» **WORK INSTRUCTION**
Search the records that follow and extract every line containing the string "nonly".

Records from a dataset
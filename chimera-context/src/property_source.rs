//! `PropertySource` 注解处理
//!
//! 按处理顺序把配置源加入 Environment：第一个追加到最后，之后的插入到
//! 上一个之前，后处理的优先级更高。同名配置源合并为组合配置源。

use std::path::{Path, PathBuf};
use std::sync::Arc;

use chimera_core::{CompositePropertySource, Environment, PropertySource, TomlPropertySource};

use crate::error::{ContextError, ContextResult};
use crate::metadata::AnnotationDescriptor;

/// 按位置加载配置源
pub trait PropertySourceLoader: Send + Sync {
    /// 位置不存在时返回 [`ContextError::ResourceNotFound`]
    fn load(&self, name: Option<&str>, location: &str) -> ContextResult<Box<dyn PropertySource>>;
}

/// 从 TOML 文件加载，位置可带 `file:` 前缀，相对路径基于 `base_dir`
#[derive(Debug, Clone, Default)]
pub struct TomlPropertySourceLoader {
    base_dir: Option<PathBuf>,
}

impl TomlPropertySourceLoader {
    pub fn new() -> Self {
        Self::default()
    }

    pub fn with_base_dir(mut self, base_dir: impl Into<PathBuf>) -> Self {
        self.base_dir = Some(base_dir.into());
        self
    }

    fn resolve(&self, location: &str) -> PathBuf {
        let path = Path::new(location.strip_prefix("file:").unwrap_or(location));
        match &self.base_dir {
            Some(base) if path.is_relative() => base.join(path),
            _ => path.to_path_buf(),
        }
    }
}

impl PropertySourceLoader for TomlPropertySourceLoader {
    fn load(&self, name: Option<&str>, location: &str) -> ContextResult<Box<dyn PropertySource>> {
        let path = self.resolve(location);
        if !path.is_file() {
            return Err(ContextError::ResourceNotFound(location.to_string()));
        }
        let source = TomlPropertySource::from_file(&path).map_err(|e| {
            ContextError::PropertySourceLoadFailed {
                location: location.to_string(),
                message: e.to_string(),
            }
        })?;
        Ok(Box::new(source.with_name(name.unwrap_or(location))))
    }
}

/// 把 `PropertySource` 注解加载进 Environment
pub struct PropertySourceProcessor {
    environment: Arc<Environment>,
    loader: Arc<dyn PropertySourceLoader>,
    names: Vec<String>,
}

impl PropertySourceProcessor {
    pub fn new(environment: Arc<Environment>, loader: Arc<dyn PropertySourceLoader>) -> Self {
        Self {
            environment,
            loader,
            names: Vec::new(),
        }
    }

    /// 已处理的配置源名称，按处理顺序
    pub fn names(&self) -> &[String] {
        &self.names
    }

    pub fn process(&mut self, annotation: &AnnotationDescriptor) -> ContextResult<()> {
        let name = annotation.string("name").filter(|n| !n.is_empty());
        let locations = annotation.strings("value");
        if locations.is_empty() {
            return Err(ContextError::InvalidMetadata {
                source_name: "PropertySource".to_string(),
                message: "at least one location is required".to_string(),
            });
        }
        let ignore_not_found = annotation.bool_or("ignoreResourceNotFound", false);

        for location in &locations {
            let loaded = self
                .environment
                .resolve_required_placeholders(location)
                .map_err(ContextError::from)
                .and_then(|resolved| self.loader.load(name, &resolved));
            match loaded {
                Ok(source) => self.add_property_source(source),
                Err(e @ (ContextError::ResourceNotFound(_) | ContextError::Application(_))) if ignore_not_found => {
                    tracing::info!("Properties location [{}] not resolvable: {}", location, e);
                }
                Err(e) => return Err(e),
            }
        }
        Ok(())
    }

    fn add_property_source(&mut self, source: Box<dyn PropertySource>) {
        let name = source.name().to_string();
        if self.names.contains(&name) && self.environment.contains_source(&name) {
            tracing::debug!("Extending property source '{}'", name);
            self.environment.replace_with(&name, |existing| {
                let mut composite = CompositePropertySource::new(name.clone());
                composite.add_property_source(source);
                composite.add_property_source(existing);
                Box::new(composite)
            });
            return;
        }

        match self.names.last() {
            None => self.environment.add_last(source),
            Some(previous) => self.environment.add_before(previous, source),
        }
        tracing::debug!("Added property source '{}'", name);
        self.names.push(name);
    }
}

#[cfg(test)]
mod tests {
    use super::*;
    use crate::metadata::annotations::PROPERTY_SOURCE;
    use chimera_core::{ConfigValue, MapPropertySource};
    use std::fs;

    fn write(dir: &Path, file: &str, content: &str) {
        fs::write(dir.join(file), content).unwrap();
    }

    fn processor(dir: &Path) -> (Arc<Environment>, PropertySourceProcessor) {
        let env = Arc::new(Environment::new());
        env.add_first(Box::new(
            MapPropertySource::new("systemProperties").with_property("config.dir", ConfigValue::String(".".into())),
        ));
        let loader = Arc::new(TomlPropertySourceLoader::new().with_base_dir(dir));
        (Arc::clone(&env), PropertySourceProcessor::new(env, loader))
    }

    fn annotation(locations: Vec<&str>) -> AnnotationDescriptor {
        AnnotationDescriptor::new(PROPERTY_SOURCE).attr("value", locations)
    }

    #[test]
    fn test_later_sources_take_precedence() {
        let dir = tempfile::tempdir().unwrap();
        write(dir.path(), "a.toml", "[app]\nname = \"a\"\nonly-a = true\n");
        write(dir.path(), "b.toml", "[app]\nname = \"b\"\n");
        let (env, mut processor) = processor(dir.path());

        processor.process(&annotation(vec!["a.toml"])).unwrap();
        processor.process(&annotation(vec!["${config.dir}/b.toml"])).unwrap();

        assert_eq!(env.source_names(), vec!["systemProperties", "./b.toml", "a.toml"]);
        assert_eq!(env.get_string("app.name").as_deref(), Some("b"));
        assert_eq!(env.get_bool("app.only-a"), Some(true));
    }

    #[test]
    fn test_same_name_becomes_composite() {
        let dir = tempfile::tempdir().unwrap();
        write(dir.path(), "a.toml", "key = \"a\"\nonly-a = 1\n");
        write(dir.path(), "b.toml", "key = \"b\"\n");
        let (env, mut processor) = processor(dir.path());

        processor
            .process(&annotation(vec!["a.toml"]).attr("name", "shared"))
            .unwrap();
        processor
            .process(&annotation(vec!["b.toml"]).attr("name", "shared"))
            .unwrap();

        assert_eq!(env.source_names(), vec!["systemProperties", "shared"]);
        assert_eq!(env.get_string("key").as_deref(), Some("b"));
        assert_eq!(env.get_i64("only-a"), Some(1));
        assert_eq!(processor.names(), ["shared"]);
    }

    #[test]
    fn test_missing_location() {
        let dir = tempfile::tempdir().unwrap();
        let (env, mut processor) = processor(dir.path());

        assert!(matches!(
            processor.process(&annotation(vec!["missing.toml"])),
            Err(ContextError::ResourceNotFound(_))
        ));
        processor
            .process(&annotation(vec!["missing.toml", "${undefined.dir}/x.toml"]).attr("ignoreResourceNotFound", true))
            .unwrap();
        assert_eq!(env.source_names(), vec!["systemProperties"]);

        assert!(matches!(
            processor.process(&AnnotationDescriptor::new(PROPERTY_SOURCE)),
            Err(ContextError::InvalidMetadata { .. })
        ));
    }
}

» **ANSWER BOX**
        write(dir.path(), "a.toml", "[app]\nname = \"a\"\nonly-a = true\n");
        write(dir.path(), "a.toml", "key = \"a\"\nonly-a = 1\n");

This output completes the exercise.